## REQUIRED ACTION
Transcribe, word for word and with nothing extra, the line containing "let count = Task::count_by_type(&tx, task_type_id).await?;" and each line that comes after it in the entries.

Dataset excerpts
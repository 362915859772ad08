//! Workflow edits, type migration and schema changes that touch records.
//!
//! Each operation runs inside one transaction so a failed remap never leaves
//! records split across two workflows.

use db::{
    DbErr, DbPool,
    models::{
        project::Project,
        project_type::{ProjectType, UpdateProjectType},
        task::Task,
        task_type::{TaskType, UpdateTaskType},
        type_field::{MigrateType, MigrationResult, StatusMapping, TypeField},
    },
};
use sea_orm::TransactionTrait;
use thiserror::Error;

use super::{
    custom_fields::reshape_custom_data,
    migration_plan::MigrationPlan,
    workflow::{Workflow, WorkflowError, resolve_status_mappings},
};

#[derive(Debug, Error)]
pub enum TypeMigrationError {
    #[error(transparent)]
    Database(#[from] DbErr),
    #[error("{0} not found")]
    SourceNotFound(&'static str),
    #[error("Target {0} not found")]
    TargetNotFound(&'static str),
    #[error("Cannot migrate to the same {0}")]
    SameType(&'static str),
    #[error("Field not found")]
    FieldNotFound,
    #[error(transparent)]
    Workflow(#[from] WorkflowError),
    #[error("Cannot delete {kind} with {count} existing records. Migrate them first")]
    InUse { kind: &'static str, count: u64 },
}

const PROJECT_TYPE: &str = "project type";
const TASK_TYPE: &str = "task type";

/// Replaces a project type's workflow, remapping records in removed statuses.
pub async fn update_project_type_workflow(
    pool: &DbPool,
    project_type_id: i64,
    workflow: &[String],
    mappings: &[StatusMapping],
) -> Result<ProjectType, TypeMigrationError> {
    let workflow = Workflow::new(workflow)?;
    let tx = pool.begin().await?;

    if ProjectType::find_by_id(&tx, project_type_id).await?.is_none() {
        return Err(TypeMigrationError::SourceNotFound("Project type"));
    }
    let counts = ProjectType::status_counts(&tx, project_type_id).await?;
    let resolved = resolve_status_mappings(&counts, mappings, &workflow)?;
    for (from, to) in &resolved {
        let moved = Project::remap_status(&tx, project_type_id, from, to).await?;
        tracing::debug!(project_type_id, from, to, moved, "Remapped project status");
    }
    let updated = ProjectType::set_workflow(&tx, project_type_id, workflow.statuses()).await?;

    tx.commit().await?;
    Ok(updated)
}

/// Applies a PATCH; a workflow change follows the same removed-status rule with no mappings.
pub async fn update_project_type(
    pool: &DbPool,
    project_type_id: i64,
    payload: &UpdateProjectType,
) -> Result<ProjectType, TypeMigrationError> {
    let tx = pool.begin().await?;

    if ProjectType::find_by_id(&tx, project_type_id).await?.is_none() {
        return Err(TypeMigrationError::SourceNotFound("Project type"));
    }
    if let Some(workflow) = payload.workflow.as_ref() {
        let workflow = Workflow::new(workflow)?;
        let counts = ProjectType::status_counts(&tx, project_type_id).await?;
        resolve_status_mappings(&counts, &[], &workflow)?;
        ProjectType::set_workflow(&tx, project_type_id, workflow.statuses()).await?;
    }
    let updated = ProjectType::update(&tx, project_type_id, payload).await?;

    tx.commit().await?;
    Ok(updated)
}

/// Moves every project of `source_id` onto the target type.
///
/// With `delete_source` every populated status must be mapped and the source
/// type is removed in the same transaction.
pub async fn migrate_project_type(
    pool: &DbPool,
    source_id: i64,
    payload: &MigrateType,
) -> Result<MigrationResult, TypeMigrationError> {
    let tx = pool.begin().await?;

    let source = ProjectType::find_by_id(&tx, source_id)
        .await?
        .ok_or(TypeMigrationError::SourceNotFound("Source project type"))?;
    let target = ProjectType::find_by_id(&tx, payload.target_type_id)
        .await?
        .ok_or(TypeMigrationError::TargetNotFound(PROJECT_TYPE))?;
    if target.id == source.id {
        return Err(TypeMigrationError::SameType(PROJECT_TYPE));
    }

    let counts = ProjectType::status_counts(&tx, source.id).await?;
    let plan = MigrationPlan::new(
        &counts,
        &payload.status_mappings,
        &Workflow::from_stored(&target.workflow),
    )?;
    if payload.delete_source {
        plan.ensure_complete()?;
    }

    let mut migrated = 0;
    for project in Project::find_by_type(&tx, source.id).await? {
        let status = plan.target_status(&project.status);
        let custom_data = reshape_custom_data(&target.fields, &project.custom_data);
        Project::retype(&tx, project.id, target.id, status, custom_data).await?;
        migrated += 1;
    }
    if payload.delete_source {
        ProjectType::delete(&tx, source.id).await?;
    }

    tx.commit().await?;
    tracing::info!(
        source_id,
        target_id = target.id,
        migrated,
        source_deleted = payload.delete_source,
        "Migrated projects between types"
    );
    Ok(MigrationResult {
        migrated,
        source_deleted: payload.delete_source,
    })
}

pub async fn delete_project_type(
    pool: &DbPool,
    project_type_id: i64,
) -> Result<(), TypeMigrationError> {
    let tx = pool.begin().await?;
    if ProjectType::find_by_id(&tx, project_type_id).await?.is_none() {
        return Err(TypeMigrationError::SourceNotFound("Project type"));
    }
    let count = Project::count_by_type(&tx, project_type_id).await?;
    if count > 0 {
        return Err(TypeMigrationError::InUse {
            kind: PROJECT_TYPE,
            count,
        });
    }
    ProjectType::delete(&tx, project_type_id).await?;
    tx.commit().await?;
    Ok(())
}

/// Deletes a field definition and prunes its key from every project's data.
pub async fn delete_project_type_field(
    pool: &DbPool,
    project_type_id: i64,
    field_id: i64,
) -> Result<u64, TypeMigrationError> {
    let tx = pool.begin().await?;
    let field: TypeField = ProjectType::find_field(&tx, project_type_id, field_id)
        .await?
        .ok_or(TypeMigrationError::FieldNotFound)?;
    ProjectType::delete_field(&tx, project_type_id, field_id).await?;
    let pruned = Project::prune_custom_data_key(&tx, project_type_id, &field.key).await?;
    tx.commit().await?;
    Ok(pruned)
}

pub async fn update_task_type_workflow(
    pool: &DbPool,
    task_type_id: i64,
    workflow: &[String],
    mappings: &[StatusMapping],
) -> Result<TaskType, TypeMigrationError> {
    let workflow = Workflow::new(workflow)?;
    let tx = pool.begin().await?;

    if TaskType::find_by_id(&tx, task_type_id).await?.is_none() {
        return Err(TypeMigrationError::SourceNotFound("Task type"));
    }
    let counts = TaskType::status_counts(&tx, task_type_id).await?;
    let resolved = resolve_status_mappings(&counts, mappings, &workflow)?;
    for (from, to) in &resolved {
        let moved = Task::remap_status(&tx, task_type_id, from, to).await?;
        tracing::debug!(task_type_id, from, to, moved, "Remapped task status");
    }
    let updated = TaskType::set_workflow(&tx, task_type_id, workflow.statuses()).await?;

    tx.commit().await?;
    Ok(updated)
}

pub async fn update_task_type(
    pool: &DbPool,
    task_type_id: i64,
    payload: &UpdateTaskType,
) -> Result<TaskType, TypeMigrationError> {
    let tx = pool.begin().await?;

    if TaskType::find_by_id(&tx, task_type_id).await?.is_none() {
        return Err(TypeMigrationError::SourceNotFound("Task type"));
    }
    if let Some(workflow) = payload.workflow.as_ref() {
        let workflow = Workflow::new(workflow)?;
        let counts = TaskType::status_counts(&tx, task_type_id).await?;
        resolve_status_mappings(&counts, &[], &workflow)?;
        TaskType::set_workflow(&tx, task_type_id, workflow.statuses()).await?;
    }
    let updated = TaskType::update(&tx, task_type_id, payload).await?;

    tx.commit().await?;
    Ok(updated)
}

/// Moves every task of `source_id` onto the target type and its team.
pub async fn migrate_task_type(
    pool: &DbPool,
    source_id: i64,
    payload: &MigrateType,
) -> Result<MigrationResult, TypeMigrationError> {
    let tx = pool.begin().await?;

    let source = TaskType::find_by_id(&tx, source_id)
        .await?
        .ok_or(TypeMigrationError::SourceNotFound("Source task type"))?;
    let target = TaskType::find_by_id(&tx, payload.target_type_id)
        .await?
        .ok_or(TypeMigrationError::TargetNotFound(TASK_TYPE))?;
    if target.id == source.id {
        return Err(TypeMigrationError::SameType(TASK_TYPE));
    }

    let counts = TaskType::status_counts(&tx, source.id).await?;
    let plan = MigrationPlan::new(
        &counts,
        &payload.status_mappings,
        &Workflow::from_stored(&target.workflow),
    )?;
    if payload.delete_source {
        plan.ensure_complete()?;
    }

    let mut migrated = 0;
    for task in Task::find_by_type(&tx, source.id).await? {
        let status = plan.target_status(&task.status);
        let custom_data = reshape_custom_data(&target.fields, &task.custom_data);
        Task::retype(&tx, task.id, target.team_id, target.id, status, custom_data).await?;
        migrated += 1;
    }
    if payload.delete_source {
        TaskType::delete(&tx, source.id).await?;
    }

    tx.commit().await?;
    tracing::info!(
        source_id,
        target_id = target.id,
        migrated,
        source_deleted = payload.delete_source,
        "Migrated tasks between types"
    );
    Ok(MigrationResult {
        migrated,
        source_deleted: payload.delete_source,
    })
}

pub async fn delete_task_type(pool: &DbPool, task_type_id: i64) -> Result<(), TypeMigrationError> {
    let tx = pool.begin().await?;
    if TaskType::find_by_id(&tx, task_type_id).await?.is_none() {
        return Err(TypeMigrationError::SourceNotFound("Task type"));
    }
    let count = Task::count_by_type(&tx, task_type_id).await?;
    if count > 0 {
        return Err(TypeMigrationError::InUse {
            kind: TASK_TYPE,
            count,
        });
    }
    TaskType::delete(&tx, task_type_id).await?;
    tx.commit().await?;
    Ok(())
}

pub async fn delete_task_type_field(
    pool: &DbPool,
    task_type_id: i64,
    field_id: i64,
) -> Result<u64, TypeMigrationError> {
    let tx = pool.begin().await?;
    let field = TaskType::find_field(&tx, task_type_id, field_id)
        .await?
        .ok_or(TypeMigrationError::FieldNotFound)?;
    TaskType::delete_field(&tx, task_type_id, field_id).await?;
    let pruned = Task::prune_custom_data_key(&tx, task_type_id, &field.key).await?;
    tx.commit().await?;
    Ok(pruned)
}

## THE ANSWER
    let count = Task::count_by_type(&tx, task_type_id).await?;
    if count > 0 {
        return Err(TypeMigrationError::InUse {
            kind: TASK_TYPE,
            count,
        });
    }
    TaskType::delete(&tx, task_type_id).await?;
    tx.commit().await?;
    Ok(())
}

pub async fn delete_task_type_field(
    pool: &DbPool,
    task_type_id: i64,
    field_id: i64,
) -> Result<u64, TypeMigrationError> {
    let tx = pool.begin().await?;
    let field = TaskType::find_field(&tx, task_type_id, field_id)
        .await?
        .ok_or(TypeMigrationError::FieldNotFound)?;
    TaskType::delete_field(&tx, task_type_id, field_id).await?;
    let pruned = Task::prune_custom_data_key(&tx, task_type_id, &field.key).await?;
    tx.commit().await?;
    Ok(pruned)
}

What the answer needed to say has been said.